EXERCISE DIRECTIONS |
Below are lines of data, and only some are wanted. Please repeat exactly those from the line that has "returning every proposed" through the line that has "assert_eq!(plan[0].reason, RelocationReason::Dormant);".

Data records
====================

//! Compaction planner: proposes relocations of clusters between temporal
//! sub-partitions based on access recency (§4.8). Planning only — execution
//! of the proposed moves is left to a future extension (§9 open question).

use chrono::{DateTime, Utc};
use serde::Serialize;
use uuid::Uuid;

use crate::model::ClusterMetadata;
use crate::partition::{PartitionPath, Temporal};

const DORMANT_AFTER_DAYS: i64 = 30;
const PROMOTE_WITHIN_DAYS: i64 = 7;

/// One proposed relocation: a cluster moving from its current partition to
/// `to`, with `functional`/`plasticity`/`topology` preserved and only the
/// `temporal` segment changing.
#[derive(Debug, Clone, Serialize)]
#[serde(rename_all = "camelCase")]
pub struct RelocationPlan {
    pub cluster_id: Uuid,
    pub from: PartitionPath,
    pub to: PartitionPath,
    pub reason: RelocationReason,
}

#[derive(Debug, Clone, Copy, PartialEq, Eq, Serialize)]
#[serde(rename_all = "snake_case")]
pub enum RelocationReason {
    /// Last accessed more than 30 days ago; move to `temporal/dormant`.
    Dormant,
    /// In `temporal/dormant` but accessed within 7 days; promote to
    /// `temporal/recent_moderate`.
    Reactivated,
}

/// Evaluates cluster metadata and proposes temporal relocations without
/// executing them.
pub struct CompactionPlanner {
    now: DateTime<Utc>,
}

impl CompactionPlanner {
    pub fn at(now: DateTime<Utc>) -> Self {
        Self { now }
    }

    /// Run the planner over a metadata snapshot, returning every proposed
    /// relocation. Clusters needing no change are omitted.
    pub fn plan(&self, clusters: &[ClusterMetadata]) -> Vec<RelocationPlan> {
        clusters
            .iter()
            .filter_map(|cluster| self.plan_one(cluster))
            .collect()
    }

    fn plan_one(&self, cluster: &ClusterMetadata) -> Option<RelocationPlan> {
        let days_since_access = (self.now - cluster.last_accessed).num_days();

        if cluster.partition.temporal != Temporal::Dormant && days_since_access > DORMANT_AFTER_DAYS {
            let mut to = cluster.partition;
            to.temporal = Temporal::Dormant;
            return Some(RelocationPlan {
                cluster_id: cluster.cluster_id,
                from: cluster.partition,
                to,
                reason: RelocationReason::Dormant,
            });
        }

        if cluster.partition.temporal == Temporal::Dormant && days_since_access <= PROMOTE_WITHIN_DAYS {
            let mut to = cluster.partition;
            to.temporal = Temporal::RecentModerate;
            return Some(RelocationPlan {
                cluster_id: cluster.cluster_id,
                from: cluster.partition,
                to,
                reason: RelocationReason::Reactivated,
            });
        }

        None
    }
}

#[cfg(test)]
mod tests {
    use super::*;
    use crate::partition::PartitionPath;
    use chrono::Duration;

    fn meta_at(temporal: Temporal, days_since_access: i64, now: DateTime<Utc>) -> ClusterMetadata {
        let mut meta = ClusterMetadata::new(Uuid::new_v4(), "animals", PartitionPath::sentinel());
        meta.partition.temporal = temporal;
        meta.last_accessed = now - Duration::days(days_since_access);
        meta
    }

    #[test]
    fn proposes_dormant_relocation_after_thirty_days() {
        let now = Utc::now();
        let cluster = meta_at(Temporal::ActiveFrequent, 45, now);
        let planner = CompactionPlanner::at(now);
        let plan = planner.plan(&[cluster]);
        assert_eq!(plan.len(), 1);
        assert_eq!(plan[0].reason, RelocationReason::Dormant);
        assert_eq!(plan[0].to.temporal, Temporal::Dormant);
    }

    #[test]
    fn promotes_dormant_cluster_accessed_recently() {
        let now = Utc::now();
        let cluster = meta_at(Temporal::Dormant, 2, now);
        let planner = CompactionPlanner::at(now);
        let plan = planner.plan(&[cluster]);
        assert_eq!(plan.len(), 1);
        assert_eq!(plan[0].reason, RelocationReason::Reactivated);
        assert_eq!(plan[0].to.temporal, Temporal::RecentModerate);
    }

    #[test]
    fn no_plan_for_stable_cluster() {
        let now = Utc::now();
        let cluster = meta_at(Temporal::ActiveFrequent, 1, now);
        let planner = CompactionPlanner::at(now);
        assert!(planner.plan(&[cluster]).is_empty());
    }
}
impl<T> IntoFuture for Call<T>
where
    T: Clone + Send + Sync + 'static,
{
    type Output = Result<T, MemoError>;
    type IntoFuture = BoxFuture<'static, Result<T, MemoError>>;

    fn into_future(self) -> Self::IntoFuture {
        self.flight
            .result
            .unwrap_or_else(|_cancelled| Err(MemoError::Interrupted))
            .boxed()
    }
}

/// Memoizes a [`Computation`] in a cache directory.
///
/// Cloning is cheap, and clones share their in-flight calls and the set of used keys.
pub struct Memoizer<C: Computation> {
    computation: Arc<C>,
    version: Version,
    store: Store,
    root_ready: Arc<OnceCell<Result<(), MemoError>>>,
    in_flight: InFlightMap<C::Output>,
    used_keys: Arc<Mutex<HashSet<CacheKey>>>,
}

impl<C: Computation> Clone for Memoizer<C> {
    fn clone(&self) -> Self {
        // https://github.com/rust-lang/rust/issues/26925
        Memoizer {
            computation: Arc::clone(&self.computation),
            version: self.version.clone(),
            store: self.store.clone(),
            root_ready: Arc::clone(&self.root_ready),
            in_flight: Arc::clone(&self.in_flight),
            used_keys: Arc::clone(&self.used_keys),
        }
    }
}

impl<C: Computation> std::fmt::Debug for Memoizer<C> {
    fn fmt(&self, f: &mut std::fmt::Formatter<'_>) -> std::fmt::Result {
        f.debug_struct("Memoizer")
            .field("version", &self.version)
            .field("cache_dir", &self.store.root())
            .finish_non_exhaustive()
    }
}
//! Deferred, batched calls.
//!
//! A [`Queue`] starts every enqueued call right away, so all cache lookups happen eagerly, but
//! holds back the computations of cache misses until the queue is [flushed](Queue::flush).
//! Flushing reports how many of the queued calls were answered from the cache before any
//! computation starts.

use std::future::IntoFuture;

use futures::channel::oneshot;
use futures::future;

use crate::error::MemoError;
use crate::memoizer::{Call, CacheStatus, Computation, Memoizer};

/// How [`Queue::flush`] waits for the released calls.
#[derive(Debug, Clone, Copy, PartialEq, Eq, Default)]
pub enum FlushMode {
    /// Fail with the first error. The remaining calls keep running.
    #[default]
    FailFast,
    /// Wait for every call and return all individual results.
    CollectAll,
    /// Release the calls and return without waiting for them.
    FireAndForget,
}

/// Cache statistics of one flushed batch.
#[derive(Debug, Clone, Copy, PartialEq, Eq, Default)]
pub struct BatchStats {
    pub count: usize,
    pub cache_hit_count: usize,
    pub cache_miss_count: usize,
}

/// The outcome of [`Queue::flush`].
#[derive(Debug)]
pub struct Flushed<T> {
    pub stats: BatchStats,
    /// The results of the flushed calls, in the order they were enqueued.
    ///
    /// Empty for [`FlushMode::FireAndForget`].
    pub results: Vec<Result<T, MemoError>>,
}

impl<T> Flushed<T> {
    fn empty() -> Self {
        Flushed {
            stats: BatchStats::default(),
            results: Vec::new(),
        }
    }
}

struct QueueItem<T> {
    call: Call<T>,
    gate: oneshot::Sender<()>,
}

/// A batch of deferred calls, see the [module docs](self).
///
/// Dropping a queue discards all items that were not flushed.
pub struct Queue<C: Computation> {
    memoizer: Memoizer<C>,
    items: Vec<QueueItem<C::Output>>,
}

impl<C: Computation> Queue<C> {
    pub(crate) fn new(memoizer: Memoizer<C>) -> Self {
        Queue {
            memoizer,
            items: Vec::new(),
        }
    }

    /// Starts a call whose computation waits for the next [`flush`](Self::flush).
    ///
    /// The returned handle resolves once the call completed after a flush, or with
    /// [`MemoError::Discarded`] if the queue is cleared or dropped first.
    pub fn enqueue(&mut self, args: C::Args) -> Result<Call<C::Output>, MemoError> {
        let (gate, wait) = oneshot::channel();
        let call = self.memoizer.start(args, Some(wait))?;
        self.items.push(QueueItem {
            call: call.clone(),
            gate,
        });
        Ok(call)
    }

    pub fn len(&self) -> usize {
        self.items.len()
    }

    pub fn is_empty(&self) -> bool {
        self.items.is_empty()
    }

    /// Discards all pending items.
    ///
    /// Computations of discarded items never run and nothing is persisted for them. Items that
    /// were cache hits are unaffected.
    pub fn clear(&mut self) {
        if !self.items.is_empty() {
            tracing::debug!(count = self.items.len(), "Discarding queued calls");
        }
        self.items.clear();
    }

    /// Waits for all pending cache lookups, then releases the computations.
    ///
    /// The returned [`BatchStats`] are complete before the first computation starts. A call
    /// that failed before it could check the cache counts as a miss.
    pub async fn flush(&mut self, mode: FlushMode) -> Result<Flushed<C::Output>, MemoError> {
        let items = std::mem::take(&mut self.items);
        if items.is_empty() {
            return Ok(Flushed::empty());
        }

        let statuses = future::join_all(items.iter().map(|item| item.call.checked())).await;
        let cache_hit_count = statuses
            .iter()
            .filter(|status| **status == Some(CacheStatus::Hit))
            .count();
        let stats = BatchStats {
            count: items.len(),
            cache_hit_count,
            cache_miss_count: items.len() - cache_hit_count,
        };
        tracing::info!(
            count = stats.count,
            cache_hit_count = stats.cache_hit_count,
            cache_miss_count = stats.cache_miss_count,
            "checked cache"
        );

        let calls: Vec<_> = items
            .into_iter()
            .map(|QueueItem { call, gate }| {
                // the receiver is gone for hits and for calls that joined another in-flight call
                gate.send(()).ok();
                call
            })
            .collect();

        let results = match mode {
            FlushMode::FireAndForget => Vec::new(),
            FlushMode::CollectAll => {
                future::join_all(calls.into_iter().map(IntoFuture::into_future)).await
            }
            FlushMode::FailFast => {
                future::try_join_all(calls.into_iter().map(IntoFuture::into_future))
                    .await?
                    .into_iter()
                    .map(Ok)
                    .collect()
            }
        };

        Ok(Flushed { stats, results })
    }
}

====================

THE COMPLETED TASK |
    /// Run the planner over a metadata snapshot, returning every proposed
    /// relocation. Clusters needing no change are omitted.
    pub fn plan(&self, clusters: &[ClusterMetadata]) -> Vec<RelocationPlan> {
        clusters
            .iter()
            .filter_map(|cluster| self.plan_one(cluster))
            .collect()
    }

    fn plan_one(&self, cluster: &ClusterMetadata) -> Option<RelocationPlan> {
        let days_since_access = (self.now - cluster.last_accessed).num_days();

        if cluster.partition.temporal != Temporal::Dormant && days_since_access > DORMANT_AFTER_DAYS {
            let mut to = cluster.partition;
            to.temporal = Temporal::Dormant;
            return Some(RelocationPlan {
                cluster_id: cluster.cluster_id,
                from: cluster.partition,
                to,
                reason: RelocationReason::Dormant,
            });
        }

        if cluster.partition.temporal == Temporal::Dormant && days_since_access <= PROMOTE_WITHIN_DAYS {
            let mut to = cluster.partition;
            to.temporal = Temporal::RecentModerate;
            return Some(RelocationPlan {
                cluster_id: cluster.cluster_id,
                from: cluster.partition,
                to,
                reason: RelocationReason::Reactivated,
            });
        }

        None
    }
}

#[cfg(test)]
mod tests {
    use super::*;
    use crate::partition::PartitionPath;
    use chrono::Duration;

    fn meta_at(temporal: Temporal, days_since_access: i64, now: DateTime<Utc>) -> ClusterMetadata {
        let mut meta = ClusterMetadata::new(Uuid::new_v4(), "animals", PartitionPath::sentinel());
        meta.partition.temporal = temporal;
        meta.last_accessed = now - Duration::days(days_since_access);
        meta
    }

    #[test]
    fn proposes_dormant_relocation_after_thirty_days() {
        let now = Utc::now();
        let cluster = meta_at(Temporal::ActiveFrequent, 45, now);
        let planner = CompactionPlanner::at(now);
        let plan = planner.plan(&[cluster]);
        assert_eq!(plan.len(), 1);
        assert_eq!(plan[0].reason, RelocationReason::Dormant);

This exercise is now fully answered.